Qu’est-ce qui peut pousser un sujet à s’assujettir à une logique amoureuse qui s’apparente à la pulsion de mort ? Simone de Beauvoir fait un constat que Lacan n’aurait pas démenti. « Le mot “amour” n’a pas du tout le même sens pour l’un et l’autre sexe et c’est là une source de graves malentendus qui les séparent. » [1] Examinant le régime d’existence du « vouloir être tout pour lui », elle souligne que « s’il “ne peut pas se passer d’elle”, […] elle tire de là son propre prix » [2]. Mais là où Simone de Beauvoir interroge la façon dont la femme devient une victime volontaire de l’amour, Lacan va donner un autre fondement à ce rapport à l’amour.

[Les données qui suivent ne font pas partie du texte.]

use std::f32::consts::TAU;

use bevy_ecs::component::Component;
use bevy_ecs::query::{With, Without};
use bevy_ecs::system::{Query, Res, ResMut};
use glam::Vec2;
use rand::Rng;
use strum_macros::IntoStaticStr;
use tracing::debug;

use crate::constants::{
    behavior::{SIGHT_RADIUS, WANDER_RETARGET_SECONDS},
    mechanics::{ENEMY_CHASE_SPEED, ENEMY_WANDER_SPEED},
};
use crate::systems::collision::Aabb;
use crate::systems::components::{DeltaTime, Hitbox, Obstacle, PlayerControlled, Position, SimRng, Velocity};

/// What an enemy is currently doing. There is no terminal mode; enemies flip between these for as long
/// as they exist.
#[derive(Debug, Clone, Copy, PartialEq, Eq, Hash, Default, IntoStaticStr)]
pub enum BehaviorMode {
    #[default]
    Wander,
    Chase,
}

/// Per-enemy behavior state, owned by the enemy entity itself.
#[derive(Component, Debug, Clone, Copy, PartialEq)]
pub struct EnemyBehavior {
    pub mode: BehaviorMode,
    /// The wander anchor, which is the enemy's spawn position.
    pub home: Vec2,
    /// How far from `home` the enemy may drift before it turns back.
    pub sway: f32,
    /// Unit wander direction, or zero before the first retarget.
    pub heading: Vec2,
    /// Seconds until the next wander retarget.
    pub wander_timer: f32,
}

impl EnemyBehavior {
    pub fn new(home: Vec2, sway: f32) -> Self {
        Self {
            mode: BehaviorMode::Wander,
            home,
            sway,
            heading: Vec2::ZERO,
            wander_timer: 0.0,
        }
    }

    /// Advances the state machine by one tick and returns the enemy's new velocity.
    ///
    /// `sighted` is the result of the line-of-sight check against `target`.
    pub fn steer(&mut self, position: Vec2, target: Vec2, sighted: bool, dt: f32, rng: &mut impl Rng) -> Vec2 {
        let mode = if sighted { BehaviorMode::Chase } else { BehaviorMode::Wander };
        if mode != self.mode {
            debug!(from = <&'static str>::from(self.mode), to = <&'static str>::from(mode), ?position, "Enemy behavior changed");
            self.mode = mode;
        }

        match self.mode {
            // An enemy sitting exactly on the player has no direction to chase in.
            BehaviorMode::Chase => (target - position).normalize_or_zero() * ENEMY_CHASE_SPEED,
            BehaviorMode::Wander => self.wander(position, dt, rng) * ENEMY_WANDER_SPEED,
        }
    }

    fn wander(&mut self, position: Vec2, dt: f32, rng: &mut impl Rng) -> Vec2 {
        self.wander_timer -= dt;
        if self.wander_timer <= 0.0 || self.heading == Vec2::ZERO {
            let angle = rng.random_range(0.0..TAU);
            self.wander_timer = rng.random_range(WANDER_RETARGET_SECONDS);

            let to_home = self.home - position;
            self.heading = if to_home.length() > self.sway {
                to_home.normalize()
            } else {
                Vec2::from_angle(angle)
            };
        }
        self.heading
    }
}

/// Whether `viewer` can see `target`: within [`SIGHT_RADIUS`] and with no obstacle crossing the segment
/// between them. The range check runs first, and the result does not depend on which point is the viewer.
pub fn has_line_of_sight(viewer: Vec2, target: Vec2, obstacles: &[Aabb]) -> bool {
    viewer.distance(target) <= SIGHT_RADIUS && !obstacles.iter().any(|obstacle| obstacle.intersects_segment(viewer, target))
}

/// Chooses every enemy's velocity for this tick.
pub fn enemy_behavior_system(
    delta_time: Res<DeltaTime>,
    mut rng: ResMut<SimRng>,
    player: Query<&Position, With<PlayerControlled>>,
    obstacles: Query<(&Position, &Hitbox), With<Obstacle>>,
    mut enemies: Query<(&mut EnemyBehavior, &Position, &mut Velocity), Without<PlayerControlled>>,
) {
    let obstacles: Vec<Aabb> = obstacles.iter().map(|(position, hitbox)| hitbox.at(position.0)).collect();
    let target = player.single().ok().map(|position| position.0);

    for (mut behavior, position, mut velocity) in enemies.iter_mut() {
        let sighted = target.is_some_and(|target| has_line_of_sight(position.0, target, &obstacles));
        let target = target.unwrap_or(position.0);
        velocity.0 = behavior.steer(position.0, target, sighted, delta_time.0, &mut rng.0);
    }
}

Pourquoi on ne le devient pas
Lacan a commencé par répondre à l’auteure du Deuxième Sexe en 1956 en reprenant la question du « devenir femme » pour la subvertir. Là où Simone de Beauvoir disait « on ne naît pas femme : on le devient » [3] pour faire valoir un assujettissement à une condition imposée par la civilisation, Lacan, depuis la perspective de la névrose hystérique, s’intéresse à un autre sens du « devenir » en s’appuyant sur Freud. Ce n’est pas tant qu’on ne naît pas femme, c’est qu’on ne le devient pas non plus, et c’est parce qu’on ne le devient pas qu’on s’interroge. « La métaphysique de sa position est le détour imposé à la réalisation subjective chez la femme. Sa position est essentiellement problématique, et jusqu’à un certain point inassimilable. » [4] Lacan montre que l’identification féminine peut être en impasse. Le sujet s’identifiant alors à un homme s’interroge de cette façon sur ce que c’est que d’être une femme. Le rapport à la féminité prend alors la tournure d’un rapport à l’Autre femme. Ne pas devenir femme, c’est en passer par son moi, pour poser la question de ce qu’est cet être qui suscite le désir d’un homme.
Pas de deuxième sexe
La seconde réponse à Simone de Beauvoir se trouve dans le Séminaire XIX en 1971-1972, où Lacan affirme qu’il n’y a pas de deuxième sexe : « les sexes sont deux, quoi qu’en pense un auteur célèbre, qui, dans son temps, […] avait cru devoir en référer à moi avant de pondre Le Deuxième Sexe. […] Il n’y a pas de deuxième sexe à partir du moment où entre en fonction le langage » [5]. Pas de deuxième sexe, est une façon de dire deux choses : d’une part, dès qu’on parle, il n’y a que la référence au phallus pour les deux sexes, d’autre part, il n’y a pas un premier et un second. En somme, il n’y a pas d’ordre, de hiérarchie. En revanche, il y a « une forme fétichiste et une forme érotomaniaque de l’amour » [6]. L’un jouit d’une partie du corps de l’Autre, l’autre jouit de se croire aimée. C’est eu égard à la valeur que prend pour une femme le « devenir autre à elle-même » lorsqu’elle se croit aimée qu’« il n’y a pas de limites aux concessions » [7] que chacune peut faire au nom de l’amour.
L’en soi de la femme
Enfin, la troisième réponse à Simone de Beauvoir se trouve dans le Séminaire XVIII et elle concerne la lettre. Je l’inscris comme troisième réponse d’un point de vue logique et non chronologique, car elle me semble aller plus loin sur la question de la jouissance féminine que la précédente. « L’en soi de “La femme”, comme si on pouvait dire toutes les femmes, La femme, j’insiste, qui n’existe pas, c’est justement la lettre – la lettre en tant qu’elle est le signifiant qu’il n’y a pas d’Autre, S (A barré). » [8]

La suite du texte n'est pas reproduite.